Es handelt sich um ein Bürogebäude. In der Heizzentrale befinden sich zwei Kessel von Buderus, ca. 6 Pumpen und 20 Ventile (24V).
Die Pumpen und Ventile sind auf einem Verteiler montiert - von hier aus werden die einzelnen Heizkreise mit Wasser bzw. Wärme versorgt.
Um einen hohen Personen und Brandschutz zu gewährleisten wollte ich nun gerne alles per FI (RCD) absichern. Allerdings soll bei einem Fehler auch nicht die gesamte Anlage aus sein. Würde die einzelnen Betriebsmittel evt. mit jeweils einem FI/LS absichern. 

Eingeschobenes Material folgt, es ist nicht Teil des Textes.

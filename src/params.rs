//! Parameter resolution: inline literals or named placeholders.

use std::collections::HashSet;

use chrono::Timelike;
use indexmap::IndexMap;
use serde::{Deserialize, Serialize};

use crate::ast::Value;
use crate::error::{RenderError, RenderResult};

/// Ordered parameter mapping, name to value.
pub type Params = IndexMap<String, Value>;

/// Prefix of generated placeholder names (`param1`, `param2`, ...).
pub const GENERATED_PREFIX: &str = "param";

/// How literal values reach the query.
#[derive(Debug, Clone, Copy, PartialEq, Eq, Default, Serialize, Deserialize)]
#[serde(rename_all = "snake_case")]
pub enum RenderMode {
    /// Literals are written into the text; nothing is bound for them.
    Inline,
    /// Every literal becomes a generated `:paramN` placeholder.
    #[default]
    Placeholder,
}

/// Per-render parameter state.
///
/// Owned by exactly one render; never shared between renders.
#[derive(Debug)]
pub struct ParamResolver<'p> {
    mode: RenderMode,
    supplied: Option<&'p Params>,
    reserved: HashSet<String>,
    next_ordinal: usize,
    params: Params,
}

impl<'p> ParamResolver<'p> {
    pub fn new(mode: RenderMode) -> Self {
        Self {
            mode,
            supplied: None,
            reserved: HashSet::new(),
            next_ordinal: 1,
            params: Params::new(),
        }
    }

    /// Resolver that binds named parameters from `supplied`.
    pub fn with_supplied(mode: RenderMode, supplied: &'p Params) -> Self {
        let mut resolver = Self::new(mode);
        resolver.reserved.extend(supplied.keys().cloned());
        resolver.supplied = Some(supplied);
        resolver
    }

    /// Keep `name` out of the generated `paramN` sequence.
    pub fn reserve(&mut self, name: impl Into<String>) {
        self.reserved.insert(name.into());
    }

    pub fn mode(&self) -> RenderMode {
        self.mode
    }

    /// Register a literal and return the token to write in its place.
    pub fn register(&mut self, value: &Value) -> RenderResult<String> {
        match self.mode {
            RenderMode::Inline => inline_literal(value),
            RenderMode::Placeholder => {
                let name = self.next_name();
                tracing::trace!("bound literal {} as :{}", value.type_name(), name);
                self.params.insert(name.clone(), value.clone());
                Ok(format!(":{}", name))
            }
        }
    }

    /// Resolve a named parameter declared in the query model.
    ///
    /// The supplied mapping wins over a value embedded in the node.
    pub fn bind_named(&mut self, name: &str, embedded: Option<&Value>) -> RenderResult<String> {
        let value = self
            .supplied
            .and_then(|supplied| supplied.get(name))
            .or(embedded)
            .ok_or_else(|| RenderError::MissingParameterBinding(name.to_string()))?;

        if !self.params.contains_key(name) {
            self.params.insert(name.to_string(), value.clone());
        }
        Ok(format!(":{}", name))
    }

    /// Parameters collected so far, in first-reference order.
    pub fn params(&self) -> &Params {
        &self.params
    }

    pub fn into_params(self) -> Params {
        self.params
    }

    fn next_name(&mut self) -> String {
        loop {
            let name = format!("{}{}", GENERATED_PREFIX, self.next_ordinal);
            self.next_ordinal += 1;
            if !self.reserved.contains(&name) && !self.params.contains_key(&name) {
                return name;
            }
        }
    }
}

/// Textual literal for `value`, or `UnsupportedValue` if it has none.
pub fn inline_literal(value: &Value) -> RenderResult<String> {
    match value {
        Value::Null => Ok("NULL".to_string()),
        Value::Bool(true) => Ok("TRUE".to_string()),
        Value::Bool(false) => Ok("FALSE".to_string()),
        Value::Int(n) => Ok(n.to_string()),
        Value::Float(f) if f.is_finite() => {
            let text = f.to_string();
            if text.contains('.') {
                Ok(text)
            } else {
                Ok(format!("{}.0", text))
            }
        }
        Value::Float(f) => Err(RenderError::value(format!(
            "non-finite float {} has no literal form",
            f
        ))),
        Value::String(s) => Ok(quote(s)),
        Value::Date(d) => Ok(format!("{{d {}}}", quote(&d.format("%Y-%m-%d").to_string()))),
        Value::Time(t) if t.nanosecond() != 0 => Err(RenderError::value(format!(
            "time {} has fractional seconds; the time literal only holds hh:mm:ss",
            t
        ))),
        Value::Time(t) => Ok(format!("{{t {}}}", quote(&t.format("%H:%M:%S").to_string()))),
        Value::Timestamp(ts) => Ok(format!(
            "{{ts {}}}",
            quote(&ts.format("%Y-%m-%d %H:%M:%S%.f").to_string())
        )),
        Value::Enum {
            type_name,
            constant,
        } => {
            if type_name.is_empty() || constant.is_empty() {
                return Err(RenderError::value("enum literal needs a type and a constant"));
            }
            Ok(format!("{}.{}", type_name, constant))
        }
        Value::Bytes(bytes) => Err(RenderError::value(format!(
            "binary value ({} bytes) cannot be inlined; bind it as a parameter",
            bytes.len()
        ))),
    }
}

/// Single-quote a string literal, doubling embedded quotes.
pub fn quote(s: &str) -> String {
    format!("'{}'", s.replace('\'', "''"))
}

#[cfg(test)]
mod tests {
    use super::*;
    use chrono::{NaiveDate, NaiveTime};
    use pretty_assertions::assert_eq;

    #[test]
    fn test_inline_literals() {
        assert_eq!(inline_literal(&Value::from("Foo")).unwrap(), "'Foo'");
        assert_eq!(inline_literal(&Value::from("O'Hara")).unwrap(), "'O''Hara'");
        assert_eq!(inline_literal(&Value::Int(18)).unwrap(), "18");
        assert_eq!(inline_literal(&Value::Float(2.0)).unwrap(), "2.0");
        assert_eq!(inline_literal(&Value::Float(2.5)).unwrap(), "2.5");
        assert_eq!(inline_literal(&Value::Bool(true)).unwrap(), "TRUE");
        assert_eq!(inline_literal(&Value::Null).unwrap(), "NULL");
    }

    #[test]
    fn test_inline_temporal_literals() {
        let date = NaiveDate::from_ymd_opt(2024, 1, 31).unwrap();
        assert_eq!(inline_literal(&date.into()).unwrap(), "{d '2024-01-31'}");

        let ts = date.and_hms_opt(12, 30, 0).unwrap();
        assert_eq!(inline_literal(&ts.into()).unwrap(), "{ts '2024-01-31 12:30:00'}");
    }

    #[test]
    fn test_unrepresentable_inline_values() {
        assert!(matches!(
            inline_literal(&Value::Float(f64::NAN)),
            Err(RenderError::UnsupportedValue(_))
        ));
        assert!(matches!(
            inline_literal(&Value::Bytes(vec![1, 2])),
            Err(RenderError::UnsupportedValue(_))
        ));

        let time = NaiveTime::from_hms_milli_opt(9, 15, 0, 250).unwrap();
        assert!(matches!(
            inline_literal(&time.into()),
            Err(RenderError::UnsupportedValue(_))
        ));
        let whole = NaiveTime::from_hms_opt(9, 15, 0).unwrap();
        assert_eq!(inline_literal(&whole.into()).unwrap(), "{t '09:15:00'}");
    }

    #[test]
    fn test_placeholder_names_are_ordinal() {
        let mut resolver = ParamResolver::new(RenderMode::Placeholder);
        assert_eq!(resolver.register(&Value::from("a")).unwrap(), ":param1");
        assert_eq!(resolver.register(&Value::from("a")).unwrap(), ":param2");

        let params = resolver.into_params();
        assert_eq!(params.len(), 2);
        assert_eq!(params.get_index(0), Some((&"param1".to_string(), &Value::from("a"))));
    }

    #[test]
    fn test_generated_names_skip_reserved() {
        let mut supplied = Params::new();
        supplied.insert("param1".to_string(), Value::Int(1));

        let mut resolver = ParamResolver::with_supplied(RenderMode::Placeholder, &supplied);
        resolver.reserve("param2");
        assert_eq!(resolver.register(&Value::Int(7)).unwrap(), ":param3");
    }

    #[test]
    fn test_named_binding() {
        let mut supplied = Params::new();
        supplied.insert("isbn".to_string(), Value::from("123"));
        supplied.insert("unused".to_string(), Value::Int(0));

        let mut resolver = ParamResolver::with_supplied(RenderMode::Inline, &supplied);
        assert_eq!(resolver.bind_named("isbn", Some(&Value::from("x"))).unwrap(), ":isbn");
        assert_eq!(resolver.bind_named("isbn", None).unwrap(), ":isbn");
        assert_eq!(resolver.bind_named("title", Some(&Value::from("T"))).unwrap(), ":title");

        let err = resolver.bind_named("missing", None).unwrap_err();
        assert!(matches!(err, RenderError::MissingParameterBinding(name) if name == "missing"));

        let params = resolver.into_params();
        assert_eq!(params.len(), 2);
        assert_eq!(params["isbn"], Value::from("123"));
        assert_eq!(params["title"], Value::from("T"));
    }
}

Hat evt. jemand einen Stromlaufplan einer Heizzentrale zur Ansicht da?

Gruß


----------



## TommyG (19 Mai 2009)

Guck dich

mal um, es gibt RCD's die unterbrechen nicht, die geben nur einen Schaltkontakt weiter. Damit hättest Du die Möglichkeit einen Alarm zu generieren. MS für die Pümpis halte ich für gut. Schaltplan habe ich leider keinen, aber bei dem 'Umfang' der Anlage reicht eine Kritzelzeichnung, die anschließend von dem Zeichner deines vertrauens ind Reine gezeichnet wird..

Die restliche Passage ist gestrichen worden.